Detroit — Not all cities are feeling the pinch of the Washington budget cuts to the same degree. Officials of some smaller towns and growing Sunbelt cities gathered here for the National League of Cities (NLC) 1981 congress, say they have felt little impact so far.
James McCrae, a city commissioner in Ottawa, Kan., a city of 12,000 with a $ 10 million a year budget, says even the Reagan administration's proposed additional 12 percent cut won't affect his city that much.
''We don't really have anything we're that dependent on the federal government for,'' observes Oatman Gerald, a city commissioner from North Charlston, S.C., who says his city has tried to wean itself from heavy reliance on Washington.
Officials of cities that are feeling the crunch - virtually all large cities and cities of any size in the frost belt - insist they often get it from all sides.
Mayor-elect Terry McHane of Lansing, Mich., for instance, says all three pillars of his city's economic foundation - Michigan State University, state government, and the auto industry - are shaky. All have had layoffs, he says, and the city, which expects a $3 million to $4 million shortfall this year in its $50 million annual budget, may be next.
Despite this kind of variance, all of the close to 3,000 delegates assembled here agree that there has been a dramatic shift in Washington's policy toward the nation's cities, a shift that leaves them with more responsibilities than they had before.
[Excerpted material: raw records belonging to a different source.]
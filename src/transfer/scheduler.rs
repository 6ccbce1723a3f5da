//! Bounded fan-out of per-chunk work.
//!
//! Workers run as futures polled from the caller's task, so result integration
//! happens on one task even though the I/O of up to `limit` chunks overlaps.
//! A slot is refilled as soon as any in-flight item finishes, unless the item
//! at the head of the queue sits at or past the admission ceiling.

use crate::common::TransferError;
use futures::stream::{FuturesUnordered, StreamExt};
use std::future::Future;
use std::iter::{Enumerate, Peekable};
use std::pin::Pin;
use std::task::{Context, Poll};

/// Worker future tagged with the position of the item it was started for
struct Tagged<Fut> {
    position: usize,
    fut: Pin<Box<Fut>>,
}

impl<Fut: Future> Future for Tagged<Fut> {
    type Output = (usize, Fut::Output);

    fn poll(mut self: Pin<&mut Self>, cx: &mut Context<'_>) -> Poll<Self::Output> {
        let position = self.position;
        self.fut.as_mut().poll(cx).map(|out| (position, out))
    }
}

pub struct BoundedScheduler<It, F, Fut>
where
    It: Iterator,
{
    pending: Peekable<Enumerate<It>>,
    in_flight: FuturesUnordered<Tagged<Fut>>,
    worker: F,
    limit: usize,
    /// Positions at or past this wait, even with a free slot
    ceiling: Option<usize>,
    halted: bool,
    admitted: usize,
}

impl<It, F, Fut, O> BoundedScheduler<It, F, Fut>
where
    It: Iterator,
    F: FnMut(It::Item) -> Fut,
    Fut: Future<Output = Result<O, TransferError>>,
{
    pub fn new(items: impl IntoIterator<IntoIter = It>, limit: usize, worker: F) -> Self {
        Self {
            pending: items.into_iter().enumerate().peekable(),
            in_flight: FuturesUnordered::new(),
            worker,
            limit: limit.max(1),
            ceiling: None,
            halted: false,
            admitted: 0,
        }
    }

    /// Stop admitting new items. In-flight items still complete through `next`.
    pub fn halt(&mut self) {
        self.halted = true;
    }

    /// Admit only items whose position is below `ceiling`. Callers raise it as
    /// earlier results are consumed; it must stay above every in-flight position
    /// once nothing is in flight, or `next` ends early.
    pub fn admit_below(&mut self, ceiling: usize) {
        self.ceiling = Some(ceiling);
    }

    pub fn is_halted(&self) -> bool {
        self.halted
    }

    pub fn in_flight(&self) -> usize {
        self.in_flight.len()
    }

    pub fn admitted(&self) -> usize {
        self.admitted
    }

    fn fill(&mut self) {
        while !self.halted && self.in_flight.len() < self.limit {
            match (self.pending.peek(), self.ceiling) {
                (None, _) => break,
                (Some((position, _)), Some(ceiling)) if *position >= ceiling => break,
                _ => {}
            }
            let Some((position, item)) = self.pending.next() else {
                break;
            };
            let fut = (self.worker)(item);
            self.in_flight.push(Tagged {
                position,
                fut: Box::pin(fut),
            });
            self.admitted += 1;
        }
    }

    /// Next completed item as `(position, result)`, in completion order.
    /// `None` once nothing is pending (or halted) and in-flight work has drained.
    pub async fn next(&mut self) -> Option<(usize, Result<O, TransferError>)> {
        self.fill();
        self.in_flight.next().await
    }
}

/// Run every item through `worker` with at most `limit` in flight and return the
/// outputs in item order. The first failure stops admission; in-flight work is
/// drained and discarded, then that failure is returned.
pub async fn run_bounded<I, O, F, Fut>(
    items: I,
    limit: usize,
    worker: F,
) -> Result<Vec<O>, TransferError>
where
    I: IntoIterator,
    F: FnMut(I::Item) -> Fut,
    Fut: Future<Output = Result<O, TransferError>>,
{
    let mut scheduler = BoundedScheduler::new(items, limit, worker);
    let mut slots: Vec<Option<O>> = Vec::new();
    let mut failure = None;

    while let Some((position, result)) = scheduler.next().await {
        match result {
            Ok(output) if failure.is_none() => {
                if slots.len() <= position {
                    slots.resize_with(position + 1, || None);
                }
                slots[position] = Some(output);
            }
            Ok(_) => {}
            Err(err) => {
                if failure.is_none() {
                    tracing::debug!(position, error = %err, "halting scheduler");
                    failure = Some(err);
                    scheduler.halt();
                }
            }
        }
    }

    if let Some(err) = failure {
        return Err(err);
    }

    slots
        .into_iter()
        .enumerate()
        .map(|(position, slot)| {
            slot.ok_or_else(|| {
                TransferError::protocol(format!("item {position} produced no result"))
            })
        })
        .collect()
}

#[cfg(test)]
mod tests {
    use super::*;
    use std::cell::Cell;
    use std::rc::Rc;
    use std::time::Duration;
    use tokio::time::{sleep, Instant};

    #[tokio::test(start_paused = true)]
    async fn never_exceeds_limit() {
        let current = Rc::new(Cell::new(0usize));
        let peak = Rc::new(Cell::new(0usize));

        let results = run_bounded(0..50u64, 4, |i| {
            let current = current.clone();
            let peak = peak.clone();
            async move {
                current.set(current.get() + 1);
                peak.set(peak.get().max(current.get()));
                sleep(Duration::from_millis(10 + (i * 37) % 23)).await;
                current.set(current.get() - 1);
                Ok(i * 2)
            }
        })
        .await
        .unwrap();

        assert_eq!(peak.get(), 4);
        assert_eq!(results, (0..50u64).map(|i| i * 2).collect::<Vec<_>>());
    }

    #[tokio::test(start_paused = true)]
    async fn results_in_item_order_despite_completion_order() {
        // later items finish first
        let results = run_bounded(0..8u64, 8, |i| async move {
            sleep(Duration::from_millis(100 - i * 10)).await;
            Ok(i)
        })
        .await
        .unwrap();
        assert_eq!(results, (0..8).collect::<Vec<_>>());
    }

    #[tokio::test(start_paused = true)]
    async fn admits_on_completion_not_in_batches() {
        let start = Instant::now();
        let started_at = Rc::new(std::cell::RefCell::new(vec![Duration::ZERO; 10]));

        run_bounded(0..10usize, 8, |i| {
            let started_at = started_at.clone();
            async move {
                started_at.borrow_mut()[i] = start.elapsed();
                // item 0 is fast, the rest of the first wave is slow
                let ms = if i == 0 { 10 } else { 100 };
                sleep(Duration::from_millis(ms)).await;
                Ok(())
            }
        })
        .await
        .unwrap();

        let started_at = started_at.borrow();
        for i in 0..8 {
            assert_eq!(started_at[i], Duration::ZERO, "item {i} admitted immediately");
        }
        // item 8 takes item 0's slot long before the slow wave finishes
        assert!(started_at[8] >= Duration::from_millis(10));
        assert!(started_at[8] < Duration::from_millis(100));
        assert!(started_at[9] >= Duration::from_millis(100));
    }

    #[tokio::test(start_paused = true)]
    async fn first_failure_stops_admission_and_drains() {
        let started = Rc::new(Cell::new(0usize));
        let finished = Rc::new(Cell::new(0usize));

        let result = run_bounded(0..20u32, 3, |i| {
            let started = started.clone();
            let finished = finished.clone();
            async move {
                started.set(started.get() + 1);
                sleep(Duration::from_millis(if i == 1 { 5 } else { 50 })).await;
                finished.set(finished.get() + 1);
                if i == 1 {
                    Err(TransferError::AuthenticationFailure {
                        file_index: 0,
                        chunk_index: i,
                    })
                } else {
                    Ok(i)
                }
            }
        })
        .await;

        assert!(matches!(
            result,
            Err(TransferError::AuthenticationFailure { chunk_index: 1, .. })
        ));
        // 0, 1, 2 admitted; nothing after the failure
        assert_eq!(started.get(), 3);
        assert_eq!(finished.get(), 3, "in-flight work drained");
    }

    #[tokio::test]
    async fn empty_input_completes() {
        let results: Vec<u8> = run_bounded(Vec::<u8>::new(), 8, |i| async move { Ok(i) })
            .await
            .unwrap();
        assert!(results.is_empty());
    }

    #[tokio::test]
    async fn zero_limit_still_makes_progress() {
        let results = run_bounded(0..3u8, 0, |i| async move { Ok(i) }).await.unwrap();
        assert_eq!(results, vec![0, 1, 2]);
    }

    #[tokio::test]
    async fn ceiling_holds_back_admission_until_raised() {
        let mut scheduler =
            BoundedScheduler::new(0..10usize, 8, |i| async move { Ok::<_, TransferError>(i) });
        scheduler.admit_below(3);

        let mut seen = Vec::new();
        while let Some((position, _)) = scheduler.next().await {
            seen.push(position);
            assert!(scheduler.admitted() <= 3);
        }
        // nothing in flight and the head is at the ceiling
        assert_eq!(seen.len(), 3);

        scheduler.admit_below(10);
        while let Some((position, _)) = scheduler.next().await {
            seen.push(position);
        }
        seen.sort();
        assert_eq!(seen, (0..10).collect::<Vec<_>>());
    }

    #[tokio::test]
    async fn halted_scheduler_admits_nothing_more() {
        let mut scheduler =
            BoundedScheduler::new(0..10u8, 2, |i| async move { Ok::<_, TransferError>(i) });
        let first = scheduler.next().await;
        assert!(first.is_some());
        scheduler.halt();
        let mut rest = 0;
        while scheduler.next().await.is_some() {
            rest += 1;
        }
        assert_eq!(rest, 1);
        assert_eq!(scheduler.admitted(), 2);
    }
}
And even in such a diverse group as the NLC, generally considered more conservative than the US Conference of Mayors, which limits membership to cities of 30,000 or more, there is widespread support for general revenue sharing and for a more equitable distribution of the cuts.
''Indirectly, the cuts are going to hurt us a lot in such areas as health care, nutrition, and day care that we as local governments have no direct control over but where residents feel they can put a hand on us because we're their elected officials,'' says Michael Hightower, a city council member in College Park, Ga. ''I just feel there should be greater concern for human needs in Washington.''
President Reagan's proposed cuts in the nation's $4.6 billion revenue-sharing program, now expected to be about 3 to 5 percent, is likely to hit cities using it for operations costs, such as police and fire services, especially hard.
President Reagan, who earlier had vowed to phase out revenue sharing altogether by fiscal 1984, now says he will not do so until he has a good substitute for it.
A group of mayors, including NLC president William Hudnut who met with the President about city problems a few weeks ago, stressed that they felt revenue sharing, which is based not only on a city's population but on its tax base, is one of the fairest mechanisms for dispersing federal dollars.
Some city leaders surmise that Mr. Reagan hopes eventually to do away with all federal funding to states and cities, and they may have to do some fast talking and skillful planning if they hope to divert him from that aim.